Hizo una ligera pausa y continuó:
-Tenemos que resolver aún otro grave problema. ¿Dónde está el revólver de mister Lombard?
-Me parece a mí -señaló Blove- que el propietario del arma es sólo quien puede responder a esta pregunta.
-¡Cuerno! ¿No lo he dicho? ¡Me lo han robado!
-¿Cuándo lo ha visto por última vez? -preguntó Wargrave.
-Ayer noche. Estaba en mi cajón al acostarme... preparado por si lo necesitaba.
-Entonces ha desaparecido esta mañana durante la confusión que ha ocasionado el rato en que cada uno buscaba al criado, hasta que descubrimos su cadáver.
-Seguramente está en algún sitio de la casa -declaró Vera-. Registremos un poco más.
El juez Wargrave, según su manía, se acariciaba la barbilla.
-Dudo del resultado de nuestras pesquisas.
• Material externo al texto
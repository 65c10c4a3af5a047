//! Capability negotiation: ISO and shutter-speed enumeration.
//!
//! Supported sensitivities are dynamic-range-dependent, so the dynamic range
//! is pinned to the configured reference value before every ISO query. All
//! variable-length queries use the vendor's two-phase convention via
//! [`sdk::query_list`]. When a device query itself fails, the negotiator
//! falls back entirely to the static per-model configuration; capability
//! bounds are never left unset.

use crate::config::ModelConfig;
use crate::error::CamResult;
use crate::sdk::{self, CommandApi, DeviceInfo, Handle};
use crate::shutter::{self, SHUTTER_BULB};
use std::collections::BTreeMap;

/// Common sensitivity ladder used when the device query fails and only the
/// configured min/max bounds are known.
const FALLBACK_ISO_LADDER: [i32; 21] = [
    80, 100, 125, 160, 200, 250, 320, 400, 500, 640, 800, 1000, 1250, 1600, 2000, 2500, 3200,
    6400, 12800, 25600, 51200,
];

/// Everything the exposure engine needs to know about the connected device.
///
/// Rebuilt whenever ISO changes or a combination error invalidates the
/// cached shutter map.
#[derive(Debug, Clone)]
pub struct CapabilitySnapshot {
    /// Supported ISO values, ascending and unique.
    pub isos: Vec<i32>,
    /// Shutter code to actual seconds; always contains the bulb sentinel.
    pub shutter_map: BTreeMap<i32, f64>,
    /// Whether bulb exposures are possible (after config reconciliation).
    pub bulb_capable: bool,
    /// Minimum supported sensitivity.
    pub iso_min: i32,
    /// Maximum supported sensitivity.
    pub iso_max: i32,
    /// Shortest programmable exposure, seconds.
    pub exposure_min_secs: f64,
    /// Longest programmable exposure, seconds (bulb excluded).
    pub exposure_max_secs: f64,
    /// Sensor width in pixels.
    pub sensor_width: u32,
    /// Sensor height in pixels.
    pub sensor_height: u32,
    /// Frames currently in the device buffer.
    pub buffer_shoot_frames: u32,
    /// Total device buffer slots.
    pub buffer_total_frames: u32,
}

impl CapabilitySnapshot {
    /// Clamp a requested ISO to the nearest supported value.
    pub fn clamp_iso(&self, requested: i32) -> i32 {
        let mut best = requested;
        let mut best_dist = i64::MAX;
        for &iso in &self.isos {
            let dist = (i64::from(iso) - i64::from(requested)).abs();
            // On equidistant ties the lower ISO wins (ladder is ascending).
            if dist < best_dist {
                best_dist = dist;
                best = iso;
            }
        }
        best
    }

    /// Whether `iso` is exactly supported.
    pub fn supports_iso(&self, iso: i32) -> bool {
        self.isos.binary_search(&iso).is_ok()
    }
}

/// Query supported ISO values. The dynamic range is set to the configured
/// reference first; a DR failure fails the query rather than being ignored,
/// because the answer would be wrong for the range we are about to shoot in.
pub fn query_sensitivities(
    api: &dyn CommandApi,
    handle: Handle,
    cfg: &ModelConfig,
) -> CamResult<Vec<i32>> {
    sdk::check(
        api,
        handle,
        "set_dynamic_range",
        api.set_dynamic_range(handle, cfg.dynamic_range_code),
    )?;
    let mut isos = sdk::query_list(api, handle, "get_sensitivity_list", |out, n| {
        api.get_sensitivity_list(handle, out, n)
    })?;
    isos.sort_unstable();
    isos.dedup();
    Ok(isos)
}

/// Query supported shutter codes and the bulb flag.
///
/// Reconciliation: some devices misreport themselves bulb-incapable; when the
/// per-model configuration asserts bulb capability, the configuration wins.
pub fn query_shutter_codes(
    api: &dyn CommandApi,
    handle: Handle,
    cfg: &ModelConfig,
) -> CamResult<(Vec<i32>, bool)> {
    let mut bulb_reported = false;
    let mut codes = {
        let mut count: u32 = 0;
        sdk::check(
            api,
            handle,
            "get_shutter_speed_list",
            api.get_shutter_speed_list(handle, None, &mut count, &mut bulb_reported),
        )?;
        let mut codes = vec![0i32; count as usize];
        if count > 0 {
            sdk::check(
                api,
                handle,
                "get_shutter_speed_list",
                api.get_shutter_speed_list(
                    handle,
                    Some(codes.as_mut_slice()),
                    &mut count,
                    &mut bulb_reported,
                ),
            )?;
            codes.truncate(count as usize);
        }
        codes
    };
    codes.sort_unstable();
    codes.dedup();

    let bulb_capable = if !bulb_reported && cfg.force_bulb {
        log::info!(
            "Device reports bulb-incapable but model '{}' config asserts bulb; config wins",
            cfg.model
        );
        true
    } else {
        bulb_reported
    };
    Ok((codes, bulb_capable))
}

/// Build the shutter map for the queried codes.
///
/// Per code, the per-model override wins over the reference table; a code in
/// neither gets the naive reciprocal `1/code` as a last resort (SDK codes are
/// not reciprocals in general, so this is logged and never authoritative).
/// The bulb sentinel is always force-inserted, mapped to the configured
/// maximum bulb duration.
pub fn build_shutter_map(codes: &[i32], cfg: &ModelConfig) -> BTreeMap<i32, f64> {
    let overrides = cfg.shutter_override_map();
    let mut map = BTreeMap::new();
    for &code in codes {
        if code == SHUTTER_BULB {
            continue;
        }
        let duration = if let Some(&secs) = overrides.get(&code) {
            secs
        } else if let Some(secs) = shutter::reference_duration(code) {
            secs
        } else {
            let secs = 1.0 / f64::from(code);
            log::debug!(
                "Shutter code {} unmapped; using reciprocal fallback {}s",
                code,
                secs
            );
            secs
        };
        map.insert(code, duration);
    }
    map.insert(SHUTTER_BULB, cfg.max_bulb_secs);
    map
}

/// Run the full negotiation and produce a [`CapabilitySnapshot`].
///
/// Query failures do not abort the connection: the snapshot falls back to
/// the static per-model defaults so min/max sensitivity and exposure are
/// never unset.
pub fn negotiate(
    api: &dyn CommandApi,
    handle: Handle,
    cfg: &ModelConfig,
) -> CamResult<CapabilitySnapshot> {
    let isos = match query_sensitivities(api, handle, cfg) {
        Ok(isos) if !isos.is_empty() => isos,
        Ok(_) => {
            log::warn!("Device reported no sensitivities; using configured fallback ladder");
            fallback_isos(cfg)
        }
        Err(err) => {
            log::warn!(
                "Sensitivity query failed ({}); using configured fallback ladder",
                err
            );
            fallback_isos(cfg)
        }
    };

    let (shutter_map, bulb_capable) = match query_shutter_codes(api, handle, cfg) {
        Ok((codes, bulb)) => (build_shutter_map(&codes, cfg), bulb),
        Err(err) => {
            log::warn!(
                "Shutter capability query failed ({}); using reference table within configured bounds",
                err
            );
            let codes: Vec<i32> = shutter::REFERENCE_TABLE
                .iter()
                .filter(|(_, d)| *d >= cfg.exposure_min_secs && *d <= cfg.exposure_max_secs)
                .map(|(c, _)| *c)
                .collect();
            (build_shutter_map(&codes, cfg), cfg.force_bulb)
        }
    };

    let mut info = DeviceInfo::default();
    let rc = api.get_device_info(handle, &mut info);
    if let Err(err) = sdk::check(api, handle, "get_device_info", rc) {
        log::warn!("Device info query failed ({}); sensor geometry unknown", err);
        info = DeviceInfo::default();
    }

    let iso_min = isos.first().copied().unwrap_or(cfg.iso_min);
    let iso_max = isos.last().copied().unwrap_or(cfg.iso_max);
    let (exposure_min_secs, exposure_max_secs) = exposure_bounds(&shutter_map, cfg);

    Ok(CapabilitySnapshot {
        isos,
        shutter_map,
        bulb_capable,
        iso_min,
        iso_max,
        exposure_min_secs,
        exposure_max_secs,
        sensor_width: info.sensor_width,
        sensor_height: info.sensor_height,
        buffer_shoot_frames: info.buffer_shoot_frames,
        buffer_total_frames: info.buffer_total_frames,
    })
}

fn fallback_isos(cfg: &ModelConfig) -> Vec<i32> {
    FALLBACK_ISO_LADDER
        .iter()
        .copied()
        .filter(|iso| *iso >= cfg.iso_min && *iso <= cfg.iso_max)
        .collect()
}

fn exposure_bounds(map: &BTreeMap<i32, f64>, cfg: &ModelConfig) -> (f64, f64) {
    let mut min = f64::INFINITY;
    let mut max = 0.0f64;
    for (&code, &secs) in map {
        if code == SHUTTER_BULB {
            continue;
        }
        min = min.min(secs);
        max = max.max(secs);
    }
    if min.is_finite() && max > 0.0 {
        (min, max)
    } else {
        (cfg.exposure_min_secs, cfg.exposure_max_secs)
    }
}

#[cfg(test)]
mod tests {
    use super::*;
    use crate::sdk::mock::MockCamera;
    use crate::sdk::CommandApi;

    fn open(mock: &MockCamera) -> Handle {
        let mut h = 0;
        assert_eq!(mock.open("mock-0", &mut h), sdk::codes::RC_COMPLETE);
        h
    }

    #[test]
    fn test_sensitivity_query_sets_dynamic_range_first() {
        let mock = MockCamera::with_isos(vec![400, 100, 200, 400]);
        let h = open(&mock);
        let cfg = ModelConfig::default();
        let isos = query_sensitivities(&mock, h, &cfg).unwrap();
        assert_eq!(isos, vec![100, 200, 400]);

        let calls = mock.calls();
        let dr = calls
            .iter()
            .position(|c| c.starts_with("set_dynamic_range"))
            .unwrap();
        let query = calls
            .iter()
            .position(|c| c == "get_sensitivity_list")
            .unwrap();
        assert!(dr < query, "dynamic range must be pinned before querying");
    }

    #[test]
    fn test_config_wins_bulb_reconciliation() {
        let mock = MockCamera::new().with_shutter_codes(vec![1000000, 500000], false);
        let h = open(&mock);
        let cfg = ModelConfig {
            force_bulb: true,
            ..ModelConfig::default()
        };
        let (_, bulb) = query_shutter_codes(&mock, h, &cfg).unwrap();
        assert!(bulb);

        let cfg = ModelConfig::default();
        let (_, bulb) = query_shutter_codes(&mock, h, &cfg).unwrap();
        assert!(!bulb);
    }

    #[test]
    fn test_build_shutter_map_layering() {
        let mut cfg = ModelConfig::default();
        cfg.shutter_overrides.insert("1000000".to_string(), 0.98);
        // 1000000 overridden, 500000 from reference, 12345 has no mapping.
        let map = build_shutter_map(&[1000000, 500000, 12345], &cfg);
        assert_eq!(map[&1000000], 0.98);
        assert_eq!(map[&500000], 0.5);
        assert!((map[&12345] - 1.0 / 12345.0).abs() < 1e-12);
        assert_eq!(map[&SHUTTER_BULB], cfg.max_bulb_secs);
    }

    #[test]
    fn test_build_shutter_map_is_idempotent() {
        let cfg = ModelConfig::default();
        let codes = crate::shutter::reference_codes();
        let a = build_shutter_map(&codes, &cfg);
        let b = build_shutter_map(&codes, &cfg);
        assert_eq!(a, b);
    }

    #[test]
    fn test_negotiate_falls_back_when_shutter_query_fails() {
        let mock = MockCamera::new();
        mock.fail_shutter_query();
        let h = open(&mock);
        let cfg = ModelConfig {
            force_bulb: true,
            ..ModelConfig::default()
        };
        let snap = negotiate(&mock, h, &cfg).unwrap();
        assert!(snap.bulb_capable);
        assert!(snap.shutter_map.contains_key(&SHUTTER_BULB));
        assert!(snap.shutter_map.len() > 1);
        assert!(snap.exposure_max_secs <= cfg.exposure_max_secs);
    }

    #[test]
    fn test_clamp_iso_picks_nearest() {
        let mock = MockCamera::with_isos(vec![100, 200, 400, 800]);
        let h = open(&mock);
        let snap = negotiate(&mock, h, &ModelConfig::default()).unwrap();
        assert_eq!(snap.clamp_iso(250), 200);
        assert_eq!(snap.clamp_iso(700), 800);
        assert_eq!(snap.clamp_iso(400), 400);
        assert!(snap.supports_iso(200));
        assert!(!snap.supports_iso(250));
    }
}
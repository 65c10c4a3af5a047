//! Bounded retry with fixed backoff.
//!
//! Retry control flow is an explicit loop over an enumerated attempt outcome,
//! keeping error classification separate from the loop itself. Only errors
//! classified as transient (busy, sequence) are retried; everything else
//! escalates immediately.

use crate::config::ModelConfig;
use crate::error::{CamResult, CameraError};
use std::time::Duration;
use tokio::time::sleep;

/// Defines a policy for retrying a transient device failure.
#[derive(Clone, Debug)]
pub struct RetryPolicy {
    /// The maximum number of attempts (first try included).
    pub max_attempts: u32,
    /// The fixed delay between attempts.
    pub backoff_delay: Duration,
}

impl Default for RetryPolicy {
    fn default() -> Self {
        Self {
            max_attempts: 3,
            backoff_delay: Duration::from_millis(100),
        }
    }
}

impl RetryPolicy {
    /// Policy from the per-model configuration knobs.
    pub fn from_config(cfg: &ModelConfig) -> Self {
        Self {
            max_attempts: cfg.retry_attempts.max(1),
            backoff_delay: Duration::from_millis(cfg.retry_backoff_ms),
        }
    }
}

/// Terminal outcome of a single attempt.
pub enum Attempt<T> {
    /// The call succeeded.
    Success(T),
    /// Transient failure; the loop may try again.
    Retryable(CameraError),
    /// Non-transient failure; escalate immediately.
    Fatal(CameraError),
}

impl<T> Attempt<T> {
    /// Classify a call result: busy errors are retryable, the rest fatal.
    pub fn from_result(result: CamResult<T>) -> Self {
        match result {
            Ok(value) => Attempt::Success(value),
            Err(err @ CameraError::Busy { .. }) => Attempt::Retryable(err),
            Err(err) => Attempt::Fatal(err),
        }
    }
}

/// Run `attempt` up to `policy.max_attempts` times with fixed backoff.
///
/// The returned busy error carries the total attempt count when retries are
/// exhausted.
pub async fn run_with_retry<T>(
    operation: &'static str,
    policy: &RetryPolicy,
    mut attempt: impl FnMut() -> Attempt<T>,
) -> CamResult<T> {
    let mut last_retryable = None;
    for n in 1..=policy.max_attempts {
        match attempt() {
            Attempt::Success(value) => return Ok(value),
            Attempt::Fatal(err) => return Err(err),
            Attempt::Retryable(err) => {
                log::debug!(
                    "{} busy (attempt {}/{}), backing off {:?}",
                    operation,
                    n,
                    policy.max_attempts,
                    policy.backoff_delay
                );
                last_retryable = Some(err);
                if n < policy.max_attempts {
                    sleep(policy.backoff_delay).await;
                }
            }
        }
    }
    Err(match last_retryable {
        Some(CameraError::Busy {
            operation, record, ..
        }) => CameraError::Busy {
            operation,
            attempts: policy.max_attempts,
            record,
        },
        Some(err) => err,
        // max_attempts >= 1, so at least one attempt ran.
        None => CameraError::Busy {
            operation,
            attempts: 0,
            record: crate::error::ErrorRecord {
                result: 0,
                api_code: 0,
                error_code: 0,
            },
        },
    })
}
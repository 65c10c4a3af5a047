//! Resolver and shutter-map properties over the public API.

use fujicam::capability::build_shutter_map;
use fujicam::config::ModelConfig;
use fujicam::error::CameraError;
use fujicam::shutter::{
    reference_codes, resolve, DURATION_EPSILON, MAX_PROGRAMMABLE_SECS, REFERENCE_TABLE,
    SHUTTER_BULB,
};

fn full_map() -> std::collections::BTreeMap<i32, f64> {
    build_shutter_map(&reference_codes(), &ModelConfig::default())
}

#[test]
fn every_table_point_is_self_consistent() {
    let map = full_map();
    for (code, duration) in REFERENCE_TABLE {
        assert_eq!(
            resolve(duration, &map, true, MAX_PROGRAMMABLE_SECS).unwrap(),
            code
        );
    }
}

#[test]
fn resolver_never_over_exposes() {
    let map = full_map();
    // Dense sweep across the programmable range.
    let mut d = 6e-6;
    while d <= MAX_PROGRAMMABLE_SECS {
        let code = resolve(d, &map, true, MAX_PROGRAMMABLE_SECS).unwrap();
        if code != SHUTTER_BULB {
            assert!(map[&code] <= d + DURATION_EPSILON, "{d}s -> code {code}");
        }
        d *= 1.083;
    }
}

#[test]
fn beyond_programmable_range_requires_bulb() {
    let map = full_map();
    assert_eq!(
        resolve(61.0, &map, true, MAX_PROGRAMMABLE_SECS).unwrap(),
        SHUTTER_BULB
    );
    assert_eq!(
        resolve(120.0, &map, true, MAX_PROGRAMMABLE_SECS).unwrap(),
        SHUTTER_BULB
    );
    assert!(matches!(
        resolve(120.0, &map, false, MAX_PROGRAMMABLE_SECS),
        Err(CameraError::ExposureOutOfRange { .. })
    ));
}

#[test]
fn exact_request_beats_nearby_candidates() {
    let map = full_map();
    assert_eq!(resolve(1.0, &map, true, MAX_PROGRAMMABLE_SECS).unwrap(), 1000000);
    assert_eq!(
        resolve(0.70, &map, true, MAX_PROGRAMMABLE_SECS).unwrap(),
        707106
    );
}

#[test]
fn map_build_is_idempotent_and_bulb_is_forced() {
    let cfg = ModelConfig::default();
    let codes = reference_codes();
    let first = build_shutter_map(&codes, &cfg);
    let second = build_shutter_map(&codes, &cfg);
    assert_eq!(first, second);
    assert_eq!(first[&SHUTTER_BULB], cfg.max_bulb_secs);
    // One entry per queried code plus the sentinel.
    assert_eq!(first.len(), codes.len() + 1);
}

#[test]
fn config_override_wins_over_reference_table() {
    let mut cfg = ModelConfig::default();
    cfg.shutter_overrides.insert("64000000".to_string(), 58.0);
    let map = build_shutter_map(&reference_codes(), &cfg);
    assert_eq!(map[&64000000], 58.0);
    // A 58s request now lands on the overridden top entry.
    assert_eq!(
        resolve(58.0, &map, true, MAX_PROGRAMMABLE_SECS).unwrap(),
        64000000
    );
}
El asesino ha tenido tiempo de colocarlo en lugar seguro y desespero de encontrarlo.
Blove se expresó con voz enérgica:
-Ignoro dónde se oculta el revólver, pero me parece saber dónde encontrar la jeringuilla, síganme.
Abrió la puerta de la entrada y les condujo fuera de la casa.
Delante de la puerta del comedor vieron la jeringuilla y a su lado una estatuilla de porcelana rota.